Ceres Gallery
547 W 27, 2nd fl
NY, NY 10001
www.ceresgallery.org
Hours: Tues-Sat 12-6

FOR IMMEDIATE RELEASE
Contact: Marjorie Vecchio, Curator, email: abtok@aol.com
or Olive H. Kelsey, Gallery Administrator, email: art@ceresgallery.org; Tel 212-947-6100

A BAKER'S DOZEN
Exhibition Dates: March 29 - April 23, 2005
Opening: Saturday, April 2, 4:00-6:00 pm

A Baker's Dozen, curated by Marjorie Vecchio, includes New York artists Elizabeth Castagna, Leslie Cornell, Andrea Ellison, Fawn Krieger, Keiko Narahashi, Nicole Parcher, Karen Revis, Donna Ruff, Karen Schifano, Mary Tyson, Marie Ucci, Fotini Vurgaropulou and Alicia Wargo.
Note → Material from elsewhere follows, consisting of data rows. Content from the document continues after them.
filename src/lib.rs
//! File lifecycle service
//!
//! Uploaded files start unused and are reclaimed after an expiration delay
//! unless another service publishes a reference for them. Producer services
//! can depend on this crate for [`features::file_events::FileReferencePublisher`],
//! [`modules::messaging::HttpEventPublisher`] and the event schema.

pub mod core;
pub mod features;
pub mod modules;
pub mod shared;
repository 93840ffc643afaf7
mod file_handler;

pub use file_handler::*;
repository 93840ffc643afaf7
use std::env;
use std::time::Duration;

#[derive(Debug, Clone)]
pub struct Config {
    pub app: AppConfig,
    pub database: DatabaseConfig,
    pub swagger: SwaggerConfig,
    pub minio: MinIOConfig,
    pub lifecycle: LifecycleConfig,
}

#[derive(Debug, Clone)]
pub struct AppConfig {
    pub host: String,
    pub port: u16,
    pub cors_allowed_origins: Vec<String>,
    pub max_upload_size: usize,
}

#[derive(Debug, Clone)]
pub struct DatabaseConfig {
    pub url: String,
    pub max_connections: u32,
    pub min_connections: u32,
    pub acquire_timeout_secs: u64,
    pub idle_timeout_secs: u64,
    pub max_lifetime_secs: u64,
}

#[derive(Debug, Clone)]
pub struct SwaggerConfig {
    pub title: String,
    pub version: String,
    pub description: String,
}

/// MinIO/S3 storage configuration for uploaded blobs
#[derive(Debug, Clone)]
pub struct MinIOConfig {
    /// MinIO/S3 endpoint URL
    pub endpoint: String,
    /// Public endpoint used when building file URLs (defaults to endpoint)
    pub public_endpoint: String,
    pub access_key: String,
    pub secret_key: String,
    pub bucket: String,
    /// AWS region (for S3 compatibility)
    pub region: String,
    /// Key prefix every uploaded blob lives under (e.g., "uploads")
    pub upload_prefix: String,
}

/// Timing of the file lifecycle protocol and its consumers
#[derive(Debug, Clone)]
pub struct LifecycleConfig {
    /// How long an unreferenced upload survives before the deletion check fires
    pub expiration_delay: Duration,
    /// Idle wait between queue polls when no message was due
    pub poll_interval: Duration,
    /// Messages leased per poll
    pub batch_size: i64,
    /// Lease length; an unacknowledged message becomes visible again after it
    pub visibility_timeout: Duration,
    /// Deliveries before a message is parked as dead
    pub max_attempts: i32,
    /// Base delay before a failed message is retried
    pub retry_backoff: Duration,
    /// Competing worker instances per consumer type
    pub workers_per_consumer: usize,
}

impl Config {
    pub fn from_env() -> Result<Self, String> {
        // Load .env file if exists, ignore if not found (optional for production)
        if let Err(e) = dotenvy::dotenv() {
            if !e.to_string().contains("not found") {
                eprintln!("Warning: Error loading .env file: {}", e);
            }
        }

        Ok(Config {
            app: AppConfig::from_env()?,
            database: DatabaseConfig::from_env()?,
            swagger: SwaggerConfig::from_env()?,
            minio: MinIOConfig::from_env()?,
            lifecycle: LifecycleConfig::from_env()?,
        })
    }
}

/// Read an optional variable, falling back to `default` and parsing either
fn parse_env<T: std::str::FromStr>(key: &str, default: T) -> Result<T, String>
where
    T: ToString,
{
    env::var(key)
        .unwrap_or_else(|_| default.to_string())
        .parse::<T>()
        .map_err(|_| format!("{} must be a valid number", key))
}

impl AppConfig {
    const DEFAULT_MAX_UPLOAD_SIZE: usize = 20 * 1024 * 1024; // 20MB

    pub fn from_env() -> Result<Self, String> {
        let host = env::var("HOST").unwrap_or_else(|_| "127.0.0.1".to_string());
        let port = env::var("PORT")
            .unwrap_or_else(|_| "3000".to_string())
            .parse::<u16>()
            .map_err(|e| format!("Invalid PORT: {}", e))?;

        // Parse CORS allowed origins from comma-separated string
        let cors_allowed_origins = env::var("CORS_ALLOWED_ORIGINS")
            .unwrap_or_else(|_| "*".to_string())
            .split(',')
            .map(|s| s.trim().to_string())
            .filter(|s| !s.is_empty())
            .collect();

        let max_upload_size = parse_env("MAX_UPLOAD_SIZE", Self::DEFAULT_MAX_UPLOAD_SIZE)?;

        Ok(Self {
            host,
            port,
            cors_allowed_origins,
            max_upload_size,
        })
    }

    pub fn server_address(&self) -> String {
        format!("{}:{}", self.host, self.port)
    }
}

impl DatabaseConfig {
    const DEFAULT_MAX_CONNECTIONS: u32 = 10;
    const DEFAULT_MIN_CONNECTIONS: u32 = 1;
    const DEFAULT_ACQUIRE_TIMEOUT_SECS: u64 = 5;
    const DEFAULT_IDLE_TIMEOUT_SECS: u64 = 600; // 10 minutes
    const DEFAULT_MAX_LIFETIME_SECS: u64 = 1800; // 30 minutes

    pub fn from_env() -> Result<Self, String> {
        let url = env::var("DATABASE_URL").map_err(|_| "DATABASE_URL must be set".to_string())?;

        Ok(Self {
            url,
            max_connections: parse_env("DB_MAX_CONNECTIONS", Self::DEFAULT_MAX_CONNECTIONS)?,
            min_connections: parse_env("DB_MIN_CONNECTIONS", Self::DEFAULT_MIN_CONNECTIONS)?,
            acquire_timeout_secs: parse_env(
                "DB_ACQUIRE_TIMEOUT_SECS",
                Self::DEFAULT_ACQUIRE_TIMEOUT_SECS,
            )?,
            idle_timeout_secs: parse_env("DB_IDLE_TIMEOUT_SECS", Self::DEFAULT_IDLE_TIMEOUT_SECS)?,
            max_lifetime_secs: parse_env("DB_MAX_LIFETIME_SECS", Self::DEFAULT_MAX_LIFETIME_SECS)?,
        })
    }
}

impl SwaggerConfig {
    pub fn from_env() -> Result<Self, String> {
        let title =
            env::var("SWAGGER_TITLE").unwrap_or_else(|_| "File Lifecycle API".to_string());
        let version = env::var("SWAGGER_VERSION").unwrap_or_else(|_| "0.1.0".to_string());
        let description = env::var("SWAGGER_DESCRIPTION").unwrap_or_else(|_| {
            "Upload, reference tracking and reclamation of shared files".to_string()
        });

        Ok(Self {
            title,
            version,
            description,
        })
    }
}

impl MinIOConfig {
    pub fn from_env() -> Result<Self, String> {
        let endpoint =
            env::var("MINIO_ENDPOINT").unwrap_or_else(|_| "http://localhost:9000".to_string());

        // Public endpoint defaults to the main endpoint if not specified
        let public_endpoint =
            env::var("MINIO_PUBLIC_ENDPOINT").unwrap_or_else(|_| endpoint.clone());

        let access_key = env::var("MINIO_ACCESS_KEY").unwrap_or_else(|_| "minioadmin".to_string());
        let secret_key = env::var("MINIO_SECRET_KEY").unwrap_or_else(|_| "minioadmin".to_string());
        let bucket = env::var("MINIO_BUCKET").unwrap_or_else(|_| "shared-files".to_string());
        let region = env::var("MINIO_REGION").unwrap_or_else(|_| "us-east-1".to_string());

        let upload_prefix = env::var("MINIO_UPLOAD_PREFIX")
            .map(|p| p.trim_matches('/').to_string())
            .ok()
            .filter(|p| !p.is_empty())
            .unwrap_or_else(|| "uploads".to_string());

        Ok(Self {
            endpoint,
            public_endpoint,
            access_key,
            secret_key,
            bucket,
            region,
            upload_prefix,
        })
    }
}

impl LifecycleConfig {
    const DEFAULT_EXPIRATION_SECS: u64 = 86_400; // 1 day
    const DEFAULT_POLL_INTERVAL_MS: u64 = 1_000;
    const DEFAULT_BATCH_SIZE: i64 = 20;
    const DEFAULT_VISIBILITY_TIMEOUT_SECS: u64 = 60;
    const DEFAULT_MAX_ATTEMPTS: i32 = 10;
    const DEFAULT_RETRY_BACKOFF_SECS: u64 = 5;
    const DEFAULT_WORKERS_PER_CONSUMER: usize = 2;
    /// 100 years; anything longer cannot be turned into a delivery timestamp
    pub const MAX_EXPIRATION_SECS: u64 = 100 * 365 * 86_400;

    pub fn from_env() -> Result<Self, String> {
        let expiration_delay = Self::expiration_delay(parse_env(
            "FILE_EXPIRATION_SECS",
            Self::DEFAULT_EXPIRATION_SECS,
        )?)?;
        let poll_interval_ms =
            parse_env("CONSUMER_POLL_INTERVAL_MS", Self::DEFAULT_POLL_INTERVAL_MS)?;
        let batch_size = parse_env("CONSUMER_BATCH_SIZE", Self::DEFAULT_BATCH_SIZE)?;
        let visibility_timeout_secs = parse_env(
            "CONSUMER_VISIBILITY_TIMEOUT_SECS",
            Self::DEFAULT_VISIBILITY_TIMEOUT_SECS,
        )?;
        let max_attempts = parse_env("CONSUMER_MAX_ATTEMPTS", Self::DEFAULT_MAX_ATTEMPTS)?;
        let retry_backoff_secs =
            parse_env("CONSUMER_RETRY_BACKOFF_SECS", Self::DEFAULT_RETRY_BACKOFF_SECS)?;
        let workers_per_consumer =
            parse_env("CONSUMER_WORKERS", Self::DEFAULT_WORKERS_PER_CONSUMER)?;

        if batch_size < 1 {
            return Err("CONSUMER_BATCH_SIZE must be at least 1".to_string());
        }
        if max_attempts < 1 {
            return Err("CONSUMER_MAX_ATTEMPTS must be at least 1".to_string());
        }
        if workers_per_consumer < 1 {
            return Err("CONSUMER_WORKERS must be at least 1".to_string());
        }

        Ok(Self {
            expiration_delay,
            poll_interval: Duration::from_millis(poll_interval_ms),
            batch_size,
            visibility_timeout: Duration::from_secs(visibility_timeout_secs),
            max_attempts,
            retry_backoff: Duration::from_secs(retry_backoff_secs),
            workers_per_consumer,
        })
    }

    fn expiration_delay(secs: u64) -> Result<Duration, String> {
        if secs > Self::MAX_EXPIRATION_SECS {
            return Err(format!(
                "FILE_EXPIRATION_SECS must be a valid number of seconds up to {}",
                Self::MAX_EXPIRATION_SECS
            ));
        }
        Ok(Duration::from_secs(secs))
    }
}

impl Default for LifecycleConfig {
    fn default() -> Self {
        Self {
            expiration_delay: Duration::from_secs(Self::DEFAULT_EXPIRATION_SECS),
            poll_interval: Duration::from_millis(Self::DEFAULT_POLL_INTERVAL_MS),
            batch_size: Self::DEFAULT_BATCH_SIZE,
            visibility_timeout: Duration::from_secs(Self::DEFAULT_VISIBILITY_TIMEOUT_SECS),
            max_attempts: Self::DEFAULT_MAX_ATTEMPTS,
            retry_backoff: Duration::from_secs(Self::DEFAULT_RETRY_BACKOFF_SECS),
            workers_per_consumer: Self::DEFAULT_WORKERS_PER_CONSUMER,
        }
    }
}
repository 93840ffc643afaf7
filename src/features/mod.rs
pub mod file_events;
pub mod files;
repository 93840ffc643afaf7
mod event_handler;

pub use event_handler::*;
In 1997 Marie Ucci, an artist recently finished with graduate school, was invited by a former Vermont Studio Center studio mate to join three artist friends to look at each other's work in a Manhattan apartment. Little did she know that this moment would turn into a long-living artist critique group, which still meets every month for serious critique and connection. Though the membership has evolved, numerous members have been with the group over four years, a few have been there almost from the beginning, while some are quite new. Diverse in age, culture and experience level, Women's Art Group (WAG) includes artists of varying perspectives. During a time when who you know sometimes seems more important than what you know, WAG has defied typical artist groups both in scope and time: their main focus has been and continues to be the consistent development of the artist-lead critical process. Trekking to Greenpoint, the Lower East Side, Brooklyn and Chelsea, WAG members attentively meet in a rotating member's studio, where they typically take notes or make sound recordings of the two-plus-hour critiques.

Part of their growth as a critical group includes exhibiting together, something they have never done. Independent curator, Marjorie Vecchio, was invited to the challenge: organize a group of seemingly unrelated art works together for a group show of thirteen artists who know each other's work intimately. This exhibition will highlight relationships and differences between the artists' work, as well as present a platform for dialogue about the continued relevance of consistent and reoccurring self-evaluation that comes from artist-run critique organizations.